A less traditional non-contact cleaning measure is the use of ultrasonic nebulising equipment. US-based Altapure, for example, offers a high-level disinfection system claimed to kill C. difficile, MRE, MRSA, and viruses, in a treated space in under 50 minutes.

It says: “Merely zapping bugs with UV light leaves a very dangerous bio-burden behind in treated rooms that can infect other patients and hospital personnel.”

The AP-4 is an ultrasonic product designed to deliver a dense cloud of sub-micron droplets. The aerosol is said to deliver gas-like performance that offers three-dimensional coverage and treatment in large areas, multiple connected spaces, complex geometries, long horizontal and vertical runs, and the various surfaces within these spaces, including any equipment or objects located there. The result is said to be a complete coverage and treatment of all exposed surfaces within the treated space.


But not everyone is convinced. Delia Cannings, manager of education and training for the Association of Healthcare Cleaning Professionals (AHCP), argues that there is no substitute for good old-fashioned scrubbing, mopping, washing and wiping before conducting any kind of disinfection in hospitals. She says: “Some people believe that, in the healthcare sector, you can go straight into disinfecting without cleaning. But you must clean first, because you have to remove the soil from the surface in order to get to [the pathogens]… physical agitation is a requirement. How that is done will depend on who you work for, what equipment you’ve got access to, how well trained your staff are.”

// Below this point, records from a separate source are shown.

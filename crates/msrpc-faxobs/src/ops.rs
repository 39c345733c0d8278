//! Operation kinds of the faxobs interface, one marker type per opnum.

use msrpc_dispatch::OperationKind;

use crate::messages::*;

/// Opnum that is defined by the interface but never sent on the wire.
pub const RESERVED_OPNUM: u16 = 30;

/// Highest opnum defined by interface version 4.0.
pub const MAX_OPNUM: u16 = 34;

macro_rules! operations {
    ($($(#[$meta:meta])* $opnum:literal => $kind:ident($name:literal, $request:ty, $response:ty);)*) => {
        $(
            $(#[$meta])*
            #[derive(Debug, Clone, Copy, Default)]
            pub struct $kind;

            impl OperationKind for $kind {
                const OPNUM: u16 = $opnum;
                const NAME: &'static str = $name;
                type Request = $request;
                type Response = $response;
            }
        )*

        /// Wire names of every routable opnum, in opnum order.
        pub const OPERATIONS: &[(u16, &str)] = &[$(($opnum, $name)),*];
    };
}

operations! {
    0 => ConnectionReferenceCount("FaxObs_ConnectionRefCount", ConnectionReferenceCountRequest, ConnectionReferenceCountResponse);
    1 => GetVersion("FaxObs_GetVersion", GetVersionRequest, GetVersionResponse);
    2 => GetInstallType("FaxObs_GetInstallType", GetInstallTypeRequest, GetInstallTypeResponse);
    3 => OpenPort("FaxObs_OpenPort", OpenPortRequest, OpenPortResponse);
    4 => ClosePort("FaxObs_ClosePort", ClosePortRequest, ClosePortResponse);
    5 => SendDocument("FaxObs_SendDocument", SendDocumentRequest, SendDocumentResponse);
    6 => GetQueueFileName("FaxObs_GetQueueFileName", GetQueueFileNameRequest, GetQueueFileNameResponse);
    7 => EnumJobs("FaxObs_EnumJobs", EnumJobsRequest, EnumJobsResponse);
    8 => GetJob("FaxObs_GetJob", GetJobRequest, GetJobResponse);
    9 => SetJob("FaxObs_SetJob", SetJobRequest, SetJobResponse);
    10 => GetPageData("FaxObs_GetPageData", GetPageDataRequest, GetPageDataResponse);
    11 => GetDeviceStatus("FaxObs_GetDeviceStatus", GetDeviceStatusRequest, GetDeviceStatusResponse);
    12 => Abort("FaxObs_Abort", AbortRequest, AbortResponse);
    13 => EnumPorts("FaxObs_EnumPorts", EnumPortsRequest, EnumPortsResponse);
    14 => GetPort("FaxObs_GetPort", GetPortRequest, GetPortResponse);
    15 => SetPort("FaxObs_SetPort", SetPortRequest, SetPortResponse);
    16 => EnumRoutingMethods("FaxObs_EnumRoutingMethods", EnumRoutingMethodsRequest, EnumRoutingMethodsResponse);
    17 => EnableRoutingMethod("FaxObs_EnableRoutingMethod", EnableRoutingMethodRequest, EnableRoutingMethodResponse);
    18 => GetRoutingInfo("FaxObs_GetRoutingInfo", GetRoutingInfoRequest, GetRoutingInfoResponse);
    19 => SetRoutingInfo("FaxObs_SetRoutingInfo", SetRoutingInfoRequest, SetRoutingInfoResponse);
    20 => EnumGlobalRoutingInfo("FaxObs_EnumGlobalRoutingInfo", EnumGlobalRoutingInfoRequest, EnumGlobalRoutingInfoResponse);
    21 => SetGlobalRoutingInfo("FaxObs_SetGlobalRoutingInfo", SetGlobalRoutingInfoRequest, SetGlobalRoutingInfoResponse);
    22 => GetConfiguration("FaxObs_GetConfiguration", GetConfigurationRequest, GetConfigurationResponse);
    23 => SetConfiguration("FaxObs_SetConfiguration", SetConfigurationRequest, SetConfigurationResponse);
    24 => GetLoggingCategories("FaxObs_GetLoggingCategories", GetLoggingCategoriesRequest, GetLoggingCategoriesResponse);
    25 => SetLoggingCategories("FaxObs_SetLoggingCategories", SetLoggingCategoriesRequest, SetLoggingCategoriesResponse);
    26 => GetTapiLocations("FaxObs_GetTapiLocations", GetTapiLocationsRequest, GetTapiLocationsResponse);
    27 => SetTapiLocations("FaxObs_SetTapiLocations", SetTapiLocationsRequest, SetTapiLocationsResponse);
    28 => GetMapiProfiles("FaxObs_GetMapiProfiles", GetMapiProfilesRequest, GetMapiProfilesResponse);
    29 => StartClientServer("FaxObs_StartClientServer", StartClientServerRequest, StartClientServerResponse);
    31 => GetSecurityDescriptor("FaxObs_GetSecurityDescriptor", GetSecurityDescriptorRequest, GetSecurityDescriptorResponse);
    32 => SetSecurityDescriptor("FaxObs_SetSecurityDescriptor", SetSecurityDescriptorRequest, SetSecurityDescriptorResponse);
    33 => GetSecurityDescriptorCount("FaxObs_GetSecurityDescriptorCount", GetSecurityDescriptorCountRequest, GetSecurityDescriptorCountResponse);
    34 => AccessCheck("FaxObs_AccessCheck", AccessCheckRequest, AccessCheckResponse);
}

/// True for the opnum the interface reserves and never routes.
pub fn is_reserved_opnum(opnum: u16) -> bool {
    opnum == RESERVED_OPNUM
}

/// True when `opnum` reaches a handler method.
pub fn is_routable_opnum(opnum: u16) -> bool {
    opnum <= MAX_OPNUM && !is_reserved_opnum(opnum)
}

/// Wire name of a routable opnum.
pub fn operation_name(opnum: u16) -> Option<&'static str> {
    OPERATIONS
        .iter()
        .find(|(candidate, _)| *candidate == opnum)
        .map(|(_, name)| *name)
}

#[cfg(test)]
mod tests {
    use super::*;

    #[test]
    fn test_operation_table_covers_defined_range() {
        assert_eq!(OPERATIONS.len(), 34);
        for opnum in 0..=MAX_OPNUM {
            assert_eq!(operation_name(opnum).is_some(), opnum != RESERVED_OPNUM);
            assert_eq!(is_routable_opnum(opnum), opnum != RESERVED_OPNUM);
        }
        assert!(!is_routable_opnum(35));
        assert_eq!(operation_name(u16::MAX), None);
    }

    #[test]
    fn test_marker_constants() {
        assert_eq!(GetVersion::OPNUM, 1);
        assert_eq!(SetJob::NAME, "FaxObs_SetJob");
        assert_eq!(AccessCheck::OPNUM, MAX_OPNUM);
    }
}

So, although physical washing and wiping could be mechanical using machines such as steam cleaners or pressure washers, it seems there’s no substitute for the mop and bucket.

Cannings points out that there are a number of disinfectants, sanitisers and cleaning agents that are used together. In a confirmed case of a specific outbreak, the view is that the area should have a detailed clean (edges, ledges, highs, lows, pulling out, pushing in) followed by decontamination (removing that which is invisible in the main) either using vapour technology (which involves bleach-based disinfectants), ozone generators or robots (small mobile machines that give off a vapour).

But, she warns, however well-prepared you are, the incidence of biofilm – a result of the residues of cleaning agents left behind because they haven’t been measured correctly – is increasing so, in effect, the cleaning needs cleaning.

“If [cleaners] don’t dilute [their disinfectants] correctly, they will leave behind biofilm (essentially a transparent membrane surfaces that collects germs and other contamination from the environment). The link between dilution and infection prevention is unrealised. Get the dilutions right and we reduce infections, in my opinion.”